[[ RECORDS FOR THIS TASK open ]]

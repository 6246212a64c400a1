use std::sync::Arc;
use std::sync::atomic::{AtomicBool, Ordering};
use std::time::Duration;
use crossbeam_queue::SegQueue;
use zenith_core::log::trace;
use crate::system::{QueuedJob, ThreadLocalState};

pub(crate) struct WorkerThread {
    shutdown: Arc<AtomicBool>,

    global_queue: Arc<SegQueue<QueuedJob>>,
    local_state: Arc<ThreadLocalState>,
}

impl WorkerThread {
    pub(crate) fn new(
        shutdown: Arc<AtomicBool>,
        global_queue: Arc<SegQueue<QueuedJob>>,
        local_state: Arc<ThreadLocalState>,
    ) -> Self {
        Self {
            shutdown,
            global_queue,
            local_state,
        }
    }

    pub(crate) fn run(self) {
        while !self.shutdown.load(Ordering::Acquire) {
            // local jobs have higher priority
            let executed = Self::execute_next_ready(&self.local_state.local_queue)
                || Self::execute_next_ready(&self.global_queue);

            if !executed {
                // no work available, sleep a while
                std::thread::sleep(Duration::from_micros(10));
            }
        }
    }

    /// Execute the first job whose dependencies are completed.
    /// Jobs which are not ready are put back, each job is visited at most once per call.
    fn execute_next_ready(queue: &SegQueue<QueuedJob>) -> bool {
        for _ in 0..queue.len() {
            let Some(job) = queue.pop() else {
                break;
            };

            if job.ready_to_execute() {
                trace!("Execute {} on [{}]", job.id(), std::thread::current().name().unwrap_or("unnamed"));
                job.execute();
                return true;
            }

            queue.push(job);
        }

        false
    }
}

[[ RECORDS FOR THIS TASK closed ]]

## [WHAT THIS TASK INVOLVES]
Your answer should be one number, the count of lines in the records that contain the word "sync".

## [SOLUTION]
2